Печально. Особенно для родных и близких. Но, положа руку на сердце, мало, что ли, у Израиля своих печалей? А русского поэта пусть Россия и отпоет, – разве, по справедливости, не так?
И все бы так, но: до последнего дня, до последнего вздоха без выдоха Генделев именовал себя пишущим по-русски израильским поэтом. Заметьте: не еврейским, но – настойчиво – израильским.
В Москве сборники его стихов выходили под названием на двух языках – русском и иврите. Как эпиграф к двуязычию его иерусалимского надгробья. Иврита Генделев так и не выучил. Но он потрясающе его слышал, слушал и подбирал; так музыкально одаренный, но не обученный нотной грамоте человек подбирает любимые мелодии на знакомых инструментах.
Он умер за тридцать дней до своего дня рождения, а день тридцатый со дня его смерти («шлошим») совпал с днем рождения государства Израиль и поминовения за него павших.
Какая плакатная, едва ли не назойливая символика! Но все правильно: смерть поэта – это посмертный слепок с его поэтики.
…Когда-то Хемингуэй советовал начинающим авторам попробовать, а затем описать самоубийство: без травматического личного опыта в литературу лучше не соваться.

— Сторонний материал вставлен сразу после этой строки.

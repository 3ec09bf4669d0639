//! Point-in-time view of an organization's quotas.

use serde::{Deserialize, Serialize};

use crate::models::organization::{Organization, Resource};

#[derive(Debug, Clone, Copy, Serialize, Deserialize, PartialEq, Eq)]
pub struct QuotaEntry {
    pub resource: Resource,
    pub limit: u64,
    pub current: u64,
}

impl QuotaEntry {
    /// Room for at least one more unit (`current < limit`).
    pub fn has_room(&self) -> bool {
        self.current < self.limit
    }

    pub fn remaining(&self) -> u64 {
        self.limit.saturating_sub(self.current)
    }

    /// Usage above the limit. Possible when an administrator lowers a
    /// limit, or when two writers race past the same check.
    pub fn is_violated(&self) -> bool {
        self.current > self.limit
    }
}

#[derive(Debug, Clone, Serialize, Deserialize, PartialEq, Eq)]
pub struct QuotaSnapshot {
    entries: Vec<QuotaEntry>,
}

impl QuotaSnapshot {
    pub fn of(organization: &Organization) -> Self {
        let entries = Resource::ALL
            .into_iter()
            .map(|resource| QuotaEntry {
                resource,
                limit: organization.limits.get(resource),
                current: organization.usage.get(resource),
            })
            .collect();
        Self { entries }
    }

    /// The entry for `resource`. A snapshot missing it (one deserialized
    /// from elsewhere) reports a zero limit, so it never shows room.
    pub fn entry(&self, resource: Resource) -> QuotaEntry {
        self.entries
            .iter()
            .find(|e| e.resource == resource)
            .copied()
            .unwrap_or(QuotaEntry {
                resource,
                limit: 0,
                current: 0,
            })
    }

    pub fn entries(&self) -> &[QuotaEntry] {
        &self.entries
    }

    pub fn violations(&self) -> impl Iterator<Item = &QuotaEntry> + '_ {
        self.entries.iter().filter(|e| e.is_violated())
    }
}

#[cfg(test)]
mod tests {
    use super::*;

    #[test]
    fn entry_lookup_is_by_resource_not_position() {
        let snapshot: QuotaSnapshot = serde_json::from_value(serde_json::json!({
            "entries": [
                {"resource": "Claims", "limit": 50, "current": 7}
            ]
        }))
        .unwrap();

        let claims = snapshot.entry(Resource::Claims);
        assert_eq!((claims.limit, claims.current), (50, 7));

        let users = snapshot.entry(Resource::Users);
        assert_eq!(users.resource, Resource::Users);
        assert!(!users.has_room());
    }

    #[test]
    fn room_and_violation_boundaries() {
        let entry = |limit, current| QuotaEntry {
            resource: Resource::Users,
            limit,
            current,
        };
        assert!(entry(5, 4).has_room());
        assert!(!entry(5, 5).has_room());
        assert!(!entry(0, 0).has_room());
        assert!(entry(3, 5).is_violated());
        assert_eq!(entry(3, 5).remaining(), 0);
    }
}
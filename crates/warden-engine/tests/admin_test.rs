//! Integration tests for tenant administration.

mod common;

use std::collections::BTreeMap;

use serde_json::json;
use uuid::Uuid;
use warden_core::error::WardenError;
use warden_core::models::membership::{MemberRole, MembershipStatus};
use warden_core::models::organization::{Resource, SubscriptionTier};
use warden_core::models::permission::Capability;
use warden_core::repository::{MembershipRepository, OrganizationRepository};
use warden_engine::{CacheKey, EngineConfig, OrgSelector, TenantAdmin};

use common::{harness, new_organization};

#[tokio::test]
async fn initialization_applies_tier_defaults() {
    let h = harness().await;
    let owner = Uuid::new_v4();

    let (org, membership) = h
        .admin
        .initialize_organization(new_organization("Acme", SubscriptionTier::Professional), owner)
        .await
        .unwrap();

    assert_eq!(org.code, "acme");
    assert_eq!(org.limits, SubscriptionTier::Professional.default_limits());
    assert_eq!(org.usage.users, 1);
    assert_eq!(org.feature_flags.get("bulk_import"), Some(&true));
    assert_eq!(membership.role, MemberRole::Owner);
    assert!(membership.is_active());

    let err = h
        .admin
        .initialize_organization(new_organization("acme", SubscriptionTier::Free), Uuid::new_v4())
        .await
        .unwrap_err();
    assert!(matches!(err, WardenError::AlreadyExists { .. }), "{err:?}");

    let mut invalid = new_organization("x", SubscriptionTier::Free);
    invalid.primary_domain = "localhost".into();
    let err = h
        .admin
        .initialize_organization(invalid, Uuid::new_v4())
        .await
        .unwrap_err();
    assert!(matches!(err, WardenError::Validation { .. }), "{err:?}");
}

#[tokio::test]
async fn organization_is_reachable_by_code_and_domain() {
    let h = harness().await;
    let (org, _) = h.organization("acme", SubscriptionTier::Starter).await;
    let directory = h.resolver.directory();

    assert_eq!(directory.by_code("ACME").await.unwrap().id, org.id);
    assert_eq!(directory.by_domain("Acme.Example").await.unwrap().id, org.id);
    assert!(directory.by_domain("www.acme.example").await.unwrap_err().is_not_found());
}

#[tokio::test]
async fn deactivated_organization_is_hidden_but_kept() {
    let h = harness().await;
    let (org, owner) = h.organization("o2", SubscriptionTier::Starter).await;

    h.admin.deactivate_organization(&owner).await.unwrap();

    let err = h.resolver.directory().by_id(org.id).await.unwrap_err();
    assert!(err.is_not_found());
    let err = h.resolver.directory().by_code("o2").await.unwrap_err();
    assert!(err.is_not_found());

    let row = h.organizations.get_by_id(org.id).await.unwrap();
    assert!(!row.is_active);
}

#[tokio::test]
async fn members_need_the_right_capabilities() {
    let h = harness().await;
    let (org, owner) = h.organization("acme", SubscriptionTier::Starter).await;
    let viewer = Uuid::new_v4();
    h.admin.add_member(&owner, viewer, MemberRole::Viewer).await.unwrap();
    let viewer_ctx = h.resolver.resolve(viewer, Some(org.id)).await.unwrap();

    let err = h
        .admin
        .add_member(&viewer_ctx, Uuid::new_v4(), MemberRole::Member)
        .await
        .unwrap_err();
    assert!(
        matches!(err, WardenError::PermissionDenied { ref capability } if capability == "users.invite"),
        "{err:?}"
    );

    let err = h
        .admin
        .update_settings(&viewer_ctx, json!({"theme": "dark"}))
        .await
        .unwrap_err();
    assert!(matches!(err, WardenError::PermissionDenied { .. }), "{err:?}");

    let err = h.admin.deactivate_organization(&viewer_ctx).await.unwrap_err();
    assert!(matches!(err, WardenError::PermissionDenied { .. }), "{err:?}");
}

#[tokio::test]
async fn only_owners_manage_the_owner_role() {
    let h = harness().await;
    let (org, owner) = h.organization("acme", SubscriptionTier::Starter).await;
    let admin = Uuid::new_v4();
    h.admin.add_member(&owner, admin, MemberRole::Admin).await.unwrap();
    let admin_ctx = h.resolver.resolve(admin, Some(org.id)).await.unwrap();

    let err = h
        .admin
        .set_role(&admin_ctx, admin, MemberRole::Owner)
        .await
        .unwrap_err();
    assert!(matches!(err, WardenError::PermissionDenied { .. }), "{err:?}");

    let err = h
        .admin
        .set_role(&admin_ctx, owner.user_id(), MemberRole::Member)
        .await
        .unwrap_err();
    assert!(matches!(err, WardenError::PermissionDenied { .. }), "{err:?}");

    // Admins cannot grant what they do not hold.
    let err = h
        .admin
        .add_override(&admin_ctx, admin, Capability::BillingManage)
        .await
        .unwrap_err();
    assert!(matches!(err, WardenError::PermissionDenied { .. }), "{err:?}");

    let promoted = h
        .admin
        .set_role(&owner, admin, MemberRole::Owner)
        .await
        .unwrap();
    assert_eq!(promoted.role, MemberRole::Owner);
}

#[tokio::test]
async fn invitation_flow() {
    let h = harness().await;
    let (org, owner) = h.organization("acme", SubscriptionTier::Starter).await;
    let invitee = Uuid::new_v4();

    let token = h
        .admin
        .invite_member(&owner, invitee, MemberRole::Manager)
        .await
        .unwrap();
    let pending = h.memberships.get(invitee, org.id).await.unwrap();
    assert_eq!(pending.status, MembershipStatus::Invited);
    assert_ne!(pending.invitation.as_ref().unwrap().token_hash, token);
    assert!(matches!(
        h.resolver.resolve(invitee, Some(org.id)).await.unwrap_err(),
        WardenError::NotAMember { .. }
    ));

    let err = h
        .admin
        .accept_invitation(invitee, org.id, "wrong-token")
        .await
        .unwrap_err();
    assert!(matches!(err, WardenError::InvalidInvitation), "{err:?}");

    let accepted = h
        .admin
        .accept_invitation(invitee, org.id, &token)
        .await
        .unwrap();
    assert!(accepted.is_active());
    assert!(accepted.invitation.is_none());
    assert_eq!(
        h.admin.quota().usage(org.id, Resource::Users).await.unwrap().current,
        2
    );

    let context = h.resolver.resolve(invitee, Some(org.id)).await.unwrap();
    assert_eq!(context.role(), MemberRole::Manager);

    let err = h
        .admin
        .accept_invitation(invitee, org.id, &token)
        .await
        .unwrap_err();
    assert!(matches!(err, WardenError::InvalidInvitation), "{err:?}");
}

#[tokio::test]
async fn deactivation_frees_a_seat_and_allows_readding() {
    let h = harness().await;
    let (org, owner) = h.organization("acme", SubscriptionTier::Free).await;
    let user = Uuid::new_v4();

    h.admin.add_member(&owner, user, MemberRole::Member).await.unwrap();
    let context = h.resolver.resolve(user, Some(org.id)).await.unwrap();
    assert_eq!(context.role(), MemberRole::Member);

    let err = h
        .admin
        .add_member(&owner, user, MemberRole::Member)
        .await
        .unwrap_err();
    assert!(matches!(err, WardenError::AlreadyExists { .. }), "{err:?}");

    let deactivated = h.admin.deactivate_membership(&owner, user).await.unwrap();
    assert_eq!(deactivated.status, MembershipStatus::Deactivated);
    assert_eq!(deactivated.deactivated_by, Some(owner.user_id()));
    assert!(h.cache.get(&CacheKey::new(user, Some(org.id))).is_none());
    assert!(matches!(
        h.resolver.resolve(user, Some(org.id)).await.unwrap_err(),
        WardenError::NotAMember { .. }
    ));
    assert_eq!(
        h.admin.quota().usage(org.id, Resource::Users).await.unwrap().current,
        1
    );

    let readded = h.admin.add_member(&owner, user, MemberRole::Viewer).await.unwrap();
    assert!(readded.is_active());
    assert_eq!(readded.role, MemberRole::Viewer);
    assert!(readded.deactivated_at.is_none());
}

#[tokio::test]
async fn organization_changes_invalidate_every_cached_context() {
    let h = harness().await;
    let (org, owner) = h.organization("acme", SubscriptionTier::Starter).await;
    let member = Uuid::new_v4();
    h.admin.add_member(&owner, member, MemberRole::Member).await.unwrap();
    h.resolver.resolve(member, Some(org.id)).await.unwrap();
    h.resolver.resolve(member, None).await.unwrap();
    assert_eq!(h.cache.len(), 3);

    let updated = h
        .admin
        .update_feature_flags(&owner, BTreeMap::from([("sso".to_string(), true)]))
        .await
        .unwrap();
    assert_eq!(updated.feature_flags.get("sso"), Some(&true));
    // Tier defaults were stored at initialization and survive the merge.
    assert_eq!(updated.feature_flags.get("ai_assistant"), Some(&true));
    assert!(h.cache.is_empty());

    let context = h.resolver.resolve(member, None).await.unwrap();
    assert!(context.feature_enabled("sso"));
    assert!(
        h.cache
            .get(&CacheKey {
                user_id: member,
                selector: OrgSelector::Default,
            })
            .is_some()
    );

    let updated = h
        .admin
        .update_settings(&owner, json!({"timezone": "UTC"}))
        .await
        .unwrap();
    assert_eq!(updated.settings["timezone"], json!("UTC"));
    let err = h
        .admin
        .update_settings(&owner, json!(["not", "an", "object"]))
        .await
        .unwrap_err();
    assert!(matches!(err, WardenError::Validation { .. }), "{err:?}");
}

#[tokio::test]
async fn deactivation_with_a_drifted_counter_still_revokes_access() {
    let h = harness().await;
    let (org, owner) = h.organization("acme", SubscriptionTier::Starter).await;
    let admin = Uuid::new_v4();
    h.admin.add_member(&owner, admin, MemberRole::Admin).await.unwrap();
    let context = h.resolver.resolve(admin, Some(org.id)).await.unwrap();
    assert!(context.can(Capability::UsersDelete));

    // The counter no longer reflects the memberships; decrementing it
    // is refused by the store.
    h.admin
        .quota()
        .reconcile_usage(org.id, Resource::Users, 0)
        .await
        .unwrap();

    let deactivated = h.admin.deactivate_membership(&owner, admin).await.unwrap();
    assert_eq!(deactivated.status, MembershipStatus::Deactivated);
    assert!(h.cache.get(&CacheKey::new(admin, Some(org.id))).is_none());
    assert!(matches!(
        h.resolver.resolve(admin, Some(org.id)).await.unwrap_err(),
        WardenError::NotAMember { .. }
    ));
    assert_eq!(
        h.admin.quota().usage(org.id, Resource::Users).await.unwrap().current,
        0
    );
}

#[tokio::test]
async fn unrepresentable_invitation_ttl_is_rejected_before_writing() {
    let h = harness().await;
    let (org, owner) = h.organization("acme", SubscriptionTier::Starter).await;
    let admin = TenantAdmin::new(
        h.organizations.clone(),
        h.memberships.clone(),
        h.cache.clone(),
        EngineConfig {
            invitation_ttl_secs: u64::MAX,
            ..Default::default()
        },
    );
    let invitee = Uuid::new_v4();

    let err = admin
        .invite_member(&owner, invitee, MemberRole::Member)
        .await
        .unwrap_err();
    assert!(matches!(err, WardenError::Validation { .. }), "{err:?}");
    assert!(h.memberships.get(invitee, org.id).await.unwrap_err().is_not_found());
}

Русскоязычные литераторы, поэты и прозаики заплыва 70-х, независимо от того, кем они были в прошлой жизни, почувствовали себя начинающими: вокруг, куда ни глянь, простирается до самого горизонта чужая речь, чужой ландшафт, чужие застолья. И тогда они, не сговариваясь, коллективно, скопом, последовали совету Хемингуэя. О! не пугайтесь, в сильно смягченном варианте: они заменили самоубийство лютой ностальгией. Они эксплуатировали ностальгию, как южные плантаторы своих черных рабов, выжимали ностальгическое отчаяние до последней капли пота, до последней слезинки плача и снимали по два урожая в год.
Вряд ли где-нибудь когда-нибудь эмигранты или беглецы из России так надрывно голосили по ней, как эти добровольно ее покинувшие русские литераторы, евреи по происхождению и сионисты по убеждению.
А в это самое время Генделев буквально изнемогал от острых приступов счастья. Он не успевал и не уставал записывать застывшие в иерусалимских камнях метафоры. Камней было множество, метафор – тоже, притом самого широкого профиля. Так появились «каменные воды», «каменное небо» и «губы тоже камень». В виду близкого и жадного присутствия нового пространства – Иудейской пустыни, что начиналась сразу за порогом дома в Неве-Яакове, по-иному заговорило время, привычно запертое в часах: «…степенная пара грегорианских минут оборотясь к пустыне свою бормочет латынь». Выяснилось также, что прибрежная крепость (Акко) – это «антистрофа волне».
…В связке человек-поэт поэт – это существительное и подлежащее, а человек – прилагательное и сказуемое. Человек Генделев был о ту пору молод, сух, быстр и ловок телом, лицо же имел смугло-бледное, как и полагается выходцу с Востока.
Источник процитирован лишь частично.